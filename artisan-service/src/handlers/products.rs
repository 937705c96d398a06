use crate::dtos::{image_url, ProductCreatedResponse, StatusResponse};
use crate::models::Product;
use crate::services::enhancer::extension_of;
use crate::services::Storage;
use crate::startup::AppState;
use axum::{
    extract::{multipart::MultipartError, Multipart, Path, State},
    http::StatusCode,
    response::IntoResponse,
    Json,
};
use metrics::counter;
use service_core::error::AppError;
use uuid::Uuid;

const MAX_PRODUCT_NAME_CHARS: usize = 200;

/// Form fields shared by product upload and update.
#[derive(Debug, Default)]
struct ProductFields {
    artisan_id: Option<String>,
    product_name: Option<String>,
    description: Option<String>,
    price: Option<String>,
    file: Option<UploadedFile>,
}

#[derive(Debug)]
struct UploadedFile {
    filename: String,
    bytes: Vec<u8>,
}

/// Storage keys of one product image: the served image and the raw upload.
struct StoredImages {
    raw_key: String,
    image_key: String,
}

impl StoredImages {
    fn of(product: &Product) -> Self {
        Self {
            raw_key: product.raw_image_key.clone(),
            image_key: product.image_key.clone(),
        }
    }
}

fn multipart_error(e: MultipartError) -> AppError {
    if e.status() == StatusCode::PAYLOAD_TOO_LARGE {
        AppError::PayloadTooLarge(e.body_text())
    } else {
        AppError::BadRequest(anyhow::anyhow!("Failed to read multipart field: {}", e))
    }
}

async fn read_product_fields(
    mut multipart: Multipart,
    max_upload_bytes: usize,
) -> Result<ProductFields, AppError> {
    let mut fields = ProductFields::default();

    while let Some(field) = multipart.next_field().await.map_err(multipart_error)? {
        let name = field.name().unwrap_or_default().to_string();

        if name == "file" {
            let filename = field.file_name().unwrap_or("upload").to_string();
            let bytes = field.bytes().await.map_err(multipart_error)?;
            if bytes.len() > max_upload_bytes {
                return Err(AppError::PayloadTooLarge(format!(
                    "File too large (max {} bytes)",
                    max_upload_bytes
                )));
            }
            fields.file = Some(UploadedFile {
                filename,
                bytes: bytes.to_vec(),
            });
            continue;
        }

        let slot = match name.as_str() {
            "artisan_id" => &mut fields.artisan_id,
            "product_name" => &mut fields.product_name,
            "description" => &mut fields.description,
            "price" => &mut fields.price,
            _ => continue,
        };
        *slot = Some(field.text().await.map_err(multipart_error)?.trim().to_string());
    }

    Ok(fields)
}

fn check_product_name(name: &str) -> Result<(), AppError> {
    if name.is_empty() {
        return Err(AppError::bad_request("product_name must not be empty"));
    }
    if name.chars().count() > MAX_PRODUCT_NAME_CHARS {
        return Err(AppError::bad_request(format!(
            "product_name must be at most {} characters",
            MAX_PRODUCT_NAME_CHARS
        )));
    }
    Ok(())
}

fn check_file(file: &UploadedFile) -> Result<(), AppError> {
    if file.bytes.is_empty() {
        return Err(AppError::bad_request("Uploaded file is empty"));
    }
    Ok(())
}

/// Enhance the upload, then write the raw bytes to the originals store and the
/// enhanced image to the served media store.
async fn store_images(
    state: &AppState,
    file: UploadedFile,
) -> Result<(StoredImages, bool), AppError> {
    let stem = Uuid::new_v4().simple().to_string();
    let raw_key = format!("{}.{}", stem, extension_of(&file.filename));

    let enhanced = state
        .enhancer
        .enhance(file.bytes.clone(), &file.filename)
        .await?;
    let image_key = format!("{}.{}", stem, enhanced.extension);

    state.originals.upload(&raw_key, file.bytes).await?;
    if let Err(e) = state.storage.upload(&image_key, enhanced.bytes).await {
        remove_file(state.originals.as_ref(), &raw_key).await;
        return Err(e);
    }

    Ok((StoredImages { raw_key, image_key }, enhanced.enhanced))
}

/// Best-effort removal; failures are logged and otherwise ignored.
async fn remove_file(storage: &dyn Storage, key: &str) {
    if key.is_empty() {
        return;
    }
    if let Err(e) = storage.delete(key).await {
        tracing::warn!(key = %key, "Failed to remove media file: {}", e);
    }
}

async fn remove_images(state: &AppState, images: &StoredImages) {
    remove_file(state.storage.as_ref(), &images.image_key).await;
    remove_file(state.originals.as_ref(), &images.raw_key).await;
}

#[tracing::instrument(skip(state, multipart), fields(product_id = tracing::field::Empty))]
pub async fn upload_product(
    State(state): State<AppState>,
    multipart: Multipart,
) -> Result<impl IntoResponse, AppError> {
    let fields = read_product_fields(multipart, state.config.media.max_upload_bytes).await?;

    let artisan_id = fields
        .artisan_id
        .filter(|id| !id.is_empty())
        .ok_or_else(|| AppError::bad_request("Missing field: artisan_id"))?;
    let product_name = fields
        .product_name
        .ok_or_else(|| AppError::bad_request("Missing field: product_name"))?;
    check_product_name(&product_name)?;
    let file = fields
        .file
        .ok_or_else(|| AppError::bad_request("Missing field: file"))?;
    check_file(&file)?;

    // Nothing touches storage until the owner is known to exist.
    let artisan = state
        .catalog
        .get_artisan(&artisan_id)
        .await?
        .ok_or_else(|| AppError::not_found("Artisan not found"))?;

    let (stored, enhanced) = store_images(&state, file).await?;

    let mut product = Product::new(
        artisan.id,
        product_name,
        fields.description.unwrap_or_default(),
        fields.price.unwrap_or_default(),
    );
    product.raw_image_key = stored.raw_key;
    product.image_key = stored.image_key;
    product.enhanced = enhanced;

    if let Err(e) = state.catalog.insert_product(&product).await {
        remove_images(&state, &StoredImages::of(&product)).await;
        return Err(e);
    }

    tracing::Span::current().record("product_id", product.id.as_str());
    tracing::info!(enhanced = product.enhanced, "Product uploaded");
    counter!("products_uploaded_total").increment(1);

    Ok((
        StatusCode::CREATED,
        Json(ProductCreatedResponse {
            image: image_url(state.backend_origin(), &product.image_key),
            id: product.id,
            enhanced: product.enhanced,
        }),
    ))
}

#[tracing::instrument(skip(state, multipart))]
pub async fn update_product(
    State(state): State<AppState>,
    Path(id): Path<String>,
    multipart: Multipart,
) -> Result<Json<StatusResponse>, AppError> {
    let fields = read_product_fields(multipart, state.config.media.max_upload_bytes).await?;

    let mut product = state
        .catalog
        .get_product(&id)
        .await?
        .ok_or_else(|| AppError::not_found("Product not found"))?;

    if let Some(name) = fields.product_name {
        check_product_name(&name)?;
        product.name = name;
    }
    if let Some(description) = fields.description {
        product.description = description;
    }
    if let Some(price) = fields.price {
        product.price = price;
    }

    let previous = StoredImages::of(&product);
    let mut replaced = false;
    if let Some(file) = fields.file {
        check_file(&file)?;
        let (stored, enhanced) = store_images(&state, file).await?;
        product.raw_image_key = stored.raw_key;
        product.image_key = stored.image_key;
        product.enhanced = enhanced;
        replaced = true;
    }

    product.touch();
    // Only commit over the image this request read; a concurrent writer wins.
    if let Err(e) = state
        .catalog
        .update_product(&product, &previous.image_key)
        .await
    {
        if replaced {
            remove_images(&state, &StoredImages::of(&product)).await;
        }
        return Err(e);
    }

    if replaced {
        remove_images(&state, &previous).await;
    }

    tracing::info!(image_replaced = replaced, "Product updated");
    Ok(Json(StatusResponse::new("ok", product.id)))
}

#[tracing::instrument(skip(state))]
pub async fn delete_product(
    State(state): State<AppState>,
    Path(id): Path<String>,
) -> Result<Json<StatusResponse>, AppError> {
    let product = state
        .catalog
        .get_product(&id)
        .await?
        .ok_or_else(|| AppError::not_found("Product not found"))?;

    if !state.catalog.delete_product(&product.id).await? {
        return Err(AppError::not_found("Product not found"));
    }
    remove_images(&state, &StoredImages::of(&product)).await;

    tracing::info!("Product deleted");
    Ok(Json(StatusResponse::new("deleted", product.id)))
}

> **Directions**:
Lines above that have "StatusResponse": copy each of them.

> **Written response**:
use crate::dtos::{image_url, ProductCreatedResponse, StatusResponse};
) -> Result<Json<StatusResponse>, AppError> {
    Ok(Json(StatusResponse::new("ok", product.id)))
) -> Result<Json<StatusResponse>, AppError> {
    Ok(Json(StatusResponse::new("deleted", product.id)))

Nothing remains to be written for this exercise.